Re: [Qemu-devel] unix domain socket communication with guests

2011-06-27 Thread Amit Shah
On (Fri) 24 Jun 2011 [12:54:07], Joel Uckelman wrote:
 On Fri, Jun 24, 2011 at 4:54 AM, Amit Shah amit.s...@redhat.com wrote:
 
  I guess this means I need to get networking running on the guest so
  that it has a port visible to the host on which my server can listen.
  Is there a guide somewhere for doing that? I've not had any success in
  an afternoon of searching and trying.
 
  Can't say I understand what you're trying to accomplish.  If you want
  to just pass data between a guest and host w/o networking,
  virtio-serial is one way of doing it.  If you have networking enabled
  and the host and guest can talk to each other, TCP or UDP
  communication will work as usual.
 
                 Amit
 
 I have a server which I want to run on the guest, and one or more
 clients which I want to run on the host. So, I need something I can
 bind(2) to on the guest side, and something I can connect(2) to on the
 host side. Is that clearer? Is this possible to do with virtio-serial?

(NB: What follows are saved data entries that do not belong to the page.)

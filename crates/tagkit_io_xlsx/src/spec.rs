//! Shared table, merge and write specification models.

use std::fmt;
use std::path::{Path, PathBuf};

use crate::conf::C_BACKUP_INFIX;
use crate::error::{Result, XlsxExpandError};
use crate::util::{derive_text_from_number, select_indices_from_names, validate_unique_columns};

////////////////////////////////////////////////////////////////////////////////
// #region CellAndTable

/// Normalized cell value; non-text source cells are coerced to text on load.
#[derive(Debug, Clone, PartialEq, Eq, Default)]
pub enum EnumCellValue {
    /// Absent/blank cell.
    #[default]
    Missing,
    /// Text value (possibly empty, possibly multi-line).
    Text(String),
    /// Numeric source cell, held as its canonical text
    /// (see [`crate::util::derive_text_from_number`]).
    Numeric(String),
}

impl EnumCellValue {
    /// View as text, mapping `Missing` to the empty string.
    pub fn as_str(&self) -> &str {
        match self {
            Self::Missing => "",
            Self::Text(s) | Self::Numeric(s) => s,
        }
    }

    /// `true` for `Missing` and for empty text.
    pub fn is_empty(&self) -> bool {
        self.as_str().is_empty()
    }

    /// Map `Missing` to empty text; text and numbers pass through unchanged.
    pub fn into_text(self) -> Self {
        match self {
            Self::Missing => Self::Text(String::new()),
            value => value,
        }
    }

    /// Numeric value of a cell that was a number in the source.
    pub fn as_number(&self) -> Option<f64> {
        match self {
            Self::Numeric(s) => s.parse().ok(),
            _ => None,
        }
    }
}

impl From<&str> for EnumCellValue {
    fn from(value: &str) -> Self {
        Self::Text(value.to_string())
    }
}

impl From<String> for EnumCellValue {
    fn from(value: String) -> Self {
        Self::Text(value)
    }
}

impl From<f64> for EnumCellValue {
    fn from(value: f64) -> Self {
        Self::Numeric(derive_text_from_number(value))
    }
}

impl fmt::Display for EnumCellValue {
    fn fmt(&self, f: &mut fmt::Formatter<'_>) -> fmt::Result {
        f.write_str(self.as_str())
    }
}

/// In-memory table: ordered column names and positionally aligned rows.
///
/// Every row has exactly one cell per column and column names are unique.
#[derive(Debug, Clone, PartialEq, Eq, Default)]
pub struct SpecTable {
    columns: Vec<String>,
    rows: Vec<Vec<EnumCellValue>>,
}

impl SpecTable {
    /// Build a table, rejecting duplicate columns and ragged rows.
    pub fn new(columns: Vec<String>, rows: Vec<Vec<EnumCellValue>>) -> Result<Self> {
        validate_unique_columns(&columns)?;
        for (row_idx, row) in rows.iter().enumerate() {
            if row.len() != columns.len() {
                return Err(XlsxExpandError::RowWidthMismatch {
                    row_idx,
                    expected: columns.len(),
                    found: row.len(),
                });
            }
        }
        Ok(Self { columns, rows })
    }

    /// Build a table from string literals; test and fixture helper.
    pub fn from_text_rows(columns: &[&str], rows: &[&[&str]]) -> Result<Self> {
        Self::new(
            columns.iter().map(|c| c.to_string()).collect(),
            rows.iter()
                .map(|row| row.iter().map(|v| EnumCellValue::from(*v)).collect())
                .collect(),
        )
    }

    /// Ordered column names.
    pub fn columns(&self) -> &[String] {
        &self.columns
    }

    /// Rows in table order.
    pub fn rows(&self) -> &[Vec<EnumCellValue>] {
        &self.rows
    }

    /// Number of data rows.
    pub fn height(&self) -> usize {
        self.rows.len()
    }

    /// Number of columns.
    pub fn width(&self) -> usize {
        self.columns.len()
    }

    pub fn is_empty(&self) -> bool {
        self.rows.is_empty()
    }

    /// Zero-based index of `name`.
    pub fn column_index(&self, name: &str) -> Option<usize> {
        self.columns.iter().position(|c| c == name)
    }

    /// Cell at (`row_idx`, `col_idx`), or `None` outside the table.
    pub fn cell(&self, row_idx: usize, col_idx: usize) -> Option<&EnumCellValue> {
        self.rows.get(row_idx)?.get(col_idx)
    }

    /// Cell text for indices already checked against the table.
    pub(crate) fn text(&self, row_idx: usize, col_idx: usize) -> &str {
        self.rows[row_idx][col_idx].as_str()
    }

    /// Fail with [`XlsxExpandError::ColumnIndexOutOfRange`] unless every
    /// index addresses a column.
    pub fn validate_column_indices(&self, cols_idx: &[usize]) -> Result<()> {
        match cols_idx.iter().find(|&&col_idx| col_idx >= self.width()) {
            Some(&col_idx) => Err(XlsxExpandError::ColumnIndexOutOfRange {
                col_idx,
                width: self.width(),
            }),
            None => Ok(()),
        }
    }
}

/// Static fixed/variable classification of a table's columns.
#[derive(Debug, Clone, PartialEq, Eq)]
pub struct SpecColumnPartition {
    /// Sorted indices of columns copied verbatim onto every derived row.
    pub cols_idx_fixed: Vec<usize>,
    /// Sorted indices of columns split on embedded line breaks.
    pub cols_idx_variable: Vec<usize>,
}

impl SpecColumnPartition {
    /// Classify `columns`: names in `cols_fixed` are fixed, all others variable.
    pub fn from_fixed_names(columns: &[String], cols_fixed: &[String]) -> Result<Self> {
        let cols_idx_fixed = select_indices_from_names(columns, cols_fixed)?;
        let cols_idx_variable = (0..columns.len())
            .filter(|idx| !cols_idx_fixed.contains(idx))
            .collect();
        Ok(Self {
            cols_idx_fixed,
            cols_idx_variable,
        })
    }

    pub fn is_fixed(&self, col_idx: usize) -> bool {
        self.cols_idx_fixed.binary_search(&col_idx).is_ok()
    }
}

// #endregion
////////////////////////////////////////////////////////////////////////////////
// #region MergeSpecification

/// Vertical merge plan item over expanded data rows.
///
/// Row indices are zero-based over data rows (header excluded) and inclusive.
#[derive(Debug, Clone, PartialEq, Eq, Hash)]
pub struct SpecMergeRange {
    /// Column index in the expanded table.
    pub col_idx: usize,
    /// Column name, kept for diagnostics.
    pub col_name: String,
    /// First data row (inclusive).
    pub row_start: usize,
    /// Last data row (inclusive).
    pub row_end: usize,
}

impl SpecMergeRange {
    /// Number of rows the union covers; zero for an inverted range.
    pub fn n_rows(&self) -> usize {
        (self.row_end + 1).saturating_sub(self.row_start)
    }
}

// #endregion
////////////////////////////////////////////////////////////////////////////////
// #region CellFormatSpecification

/// Cell alignment translated to `rust_xlsxwriter::Format` at write time.
#[derive(Debug, Clone, PartialEq, Eq, Hash, Default)]
pub struct SpecCellFormat {
    /// Horizontal alignment.
    pub align: Option<String>,
    /// Vertical alignment.
    pub valign: Option<String>,
}

impl SpecCellFormat {
    /// Merge two formats with right-side non-`None` overwrite semantics.
    pub fn merge(&self, other: &SpecCellFormat) -> SpecCellFormat {
        SpecCellFormat {
            align: other.align.clone().or_else(|| self.align.clone()),
            valign: other.valign.clone().or_else(|| self.valign.clone()),
        }
    }
}

// #endregion
////////////////////////////////////////////////////////////////////////////////
// #region WorkbookSnapshot

/// Raw value grid of a sheet that is carried through untouched.
#[derive(Debug, Clone, PartialEq, Eq, Default)]
pub struct SpecSheetGrid {
    /// Sheet name as found in the source workbook.
    pub sheet_name: String,
    /// Zero-based (row, col) of the top-left cell of `rows`.
    pub origin: (usize, usize),
    /// Cell values, row-major.
    pub rows: Vec<Vec<EnumCellValue>>,
}

/// Everything read from the source workbook that the writer needs to rebuild it.
#[derive(Debug, Clone, PartialEq, Eq)]
pub struct SpecWorkbookSnapshot {
    /// Sheet names in workbook order.
    pub sheet_names: Vec<String>,
    /// Name of the sheet being transformed.
    pub sheet_name_target: String,
    /// Target sheet as a table.
    pub table: SpecTable,
    /// Every other sheet, in workbook order.
    pub sheets_sibling: Vec<SpecSheetGrid>,
}

// #endregion
////////////////////////////////////////////////////////////////////////////////
// #region JobAndWriteOptions

/// Writer-wide options.
#[derive(Debug, Clone, PartialEq, Eq)]
pub struct SpecXlsxWriteOptions {
    /// Write cells that were numbers in the source back as numbers;
    /// otherwise every cell is written as text.
    pub if_keep_numeric_cells: bool,
    /// Re-emit sibling sheets (values only) when rebuilding the workbook.
    pub if_keep_sibling_sheets: bool,
}

impl Default for SpecXlsxWriteOptions {
    fn default() -> Self {
        Self {
            if_keep_numeric_cells: true,
            if_keep_sibling_sheets: true,
        }
    }
}

/// One end-to-end expand/merge run.
#[derive(Debug, Clone, PartialEq, Eq)]
pub struct SpecExpandJob {
    /// Source workbook.
    pub file_in: PathBuf,
    /// Destination workbook; `None` overwrites `file_in`.
    pub file_out: Option<PathBuf>,
    /// Sheet to transform.
    pub sheet_name: String,
    /// Ordered fixed-column names.
    pub cols_fixed: Vec<String>,
    /// Ordered merge-key column names (subset of `cols_fixed`).
    pub cols_merge_key: Vec<String>,
    /// Copy `file_in` aside before it is overwritten.
    pub if_backup: bool,
    /// Renderer options.
    pub write_options: SpecXlsxWriteOptions,
}

impl SpecExpandJob {
    /// Resolved output path.
    pub fn path_out(&self) -> &Path {
        self.file_out.as_deref().unwrap_or(&self.file_in)
    }

    /// Backup path next to the input: `dir/tags.xlsx` -> `dir/tags.bak.xlsx`.
    pub fn path_backup(&self) -> PathBuf {
        let c_stem = self
            .file_in
            .file_stem()
            .map(|s| s.to_string_lossy().to_string())
            .unwrap_or_default();
        let c_name = match self.file_in.extension() {
            Some(ext) => format!("{c_stem}.{C_BACKUP_INFIX}.{}", ext.to_string_lossy()),
            None => format!("{c_stem}.{C_BACKUP_INFIX}"),
        };
        self.file_in.with_file_name(c_name)
    }

    /// `true` when the run rewrites its own input.
    pub fn if_overwrites_input(&self) -> bool {
        self.path_out() == self.file_in.as_path()
    }
}

// #endregion
////////////////////////////////////////////////////////////////////////////////
// #region ReportSpecification

/// Per-run report.
#[derive(Debug, Clone, PartialEq, Eq, Default)]
pub struct SpecXlsxReport {
    /// Transformed sheet.
    pub sheet_name: String,
    /// Written workbook.
    pub file_out: PathBuf,
    /// Data rows before expansion.
    pub n_rows_in: usize,
    /// Data rows after expansion.
    pub n_rows_out: usize,
    /// Applied vertical merges.
    pub merges: Vec<SpecMergeRange>,
    /// Non-fatal warnings.
    pub warnings: Vec<String>,
}

impl SpecXlsxReport {
    /// Add a warning message.
    pub fn warn(&mut self, msg: impl AsRef<str>) {
        self.warnings.push(msg.as_ref().to_string());
    }

    /// Human-readable one-line summary.
    pub fn format(&self, prefix: &str) -> String {
        format!(
            "{prefix} sheet={} rows_in={} rows_out={} merges={} warnings={}",
            self.sheet_name,
            self.n_rows_in,
            self.n_rows_out,
            self.merges.len(),
            self.warnings.len()
        )
    }
}

impl fmt::Display for SpecXlsxReport {
    fn fmt(&self, f: &mut fmt::Formatter<'_>) -> fmt::Result {
        write!(f, "{}", self.format("[EXPAND]"))
    }
}

// #endregion
////////////////////////////////////////////////////////////////////////////////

No, not possible.  You could explore using virtio-9pfs with slightly
different semantics.


Amit



Re: [Qemu-devel] unix domain socket communication with guests

2011-06-24 Thread Joel Uckelman
On Fri, Jun 24, 2011 at 4:54 AM, Amit Shah amit.s...@redhat.com wrote:

 I guess this means I need to get networking running on the guest so
 that it has a port visible to the host on which my server can listen.
 Is there a guide somewhere for doing that? I've not had any success in
 an afternoon of searching and trying.

 Can't say I understand what you're trying to accomplish.  If you want
 to just pass data between a guest and host w/o networking,
 virtio-serial is one way of doing it.  If you have networking enabled
 and the host and guest can talk to each other, TCP or UDP
 communication will work as usual.

                Amit

I have a server which I want to run on the guest, and one or more
clients which I want to run on the host. So, I need something I can
bind(2) to on the guest side, and something I can connect(2) to on the
host side. Is that clearer? Is this possible to do with virtio-serial?



Re: [Qemu-devel] unix domain socket communication with guests

2011-06-23 Thread Joel Uckelman
On Tue, Jun 21, 2011 at 10:47 AM, Amit Shah amit.s...@redhat.com wrote:
 On (Mon) 20 Jun 2011 [18:24:38], Joel Uckelman wrote:
 I'm trying to set up a unix domain socket with a guest on one end and
 the host on the other, where the server is running on and bound to the
 socket on the guest. I've been able to get the reverse, where the
 server is running on the host, this way:

 qemu-kvm -kernel kernel -initrd initrd -hda root -device virtio-serial
 -serial stdio -chardev
 socket,path=/home/uckelman/projects/lightbox/supermin/foo,id=channel0,name=org.libguestfs.channel.0

 With this, you have a virtio-serial connection between the host and
 the guest.  The unix socket exists between a client program and the
 qemu invocation on the host, with the qemu end being wired to the host
 end of the virtio-serial connection.

 You cannot have a unix socket between a host and a guest, they run
 different kernels.


Thanks for the explanation. I was mistaken about how virtio-serial
worked---I thought it looked like a unix socket on both sides, and
there was some cleverness between the ends to make that happen.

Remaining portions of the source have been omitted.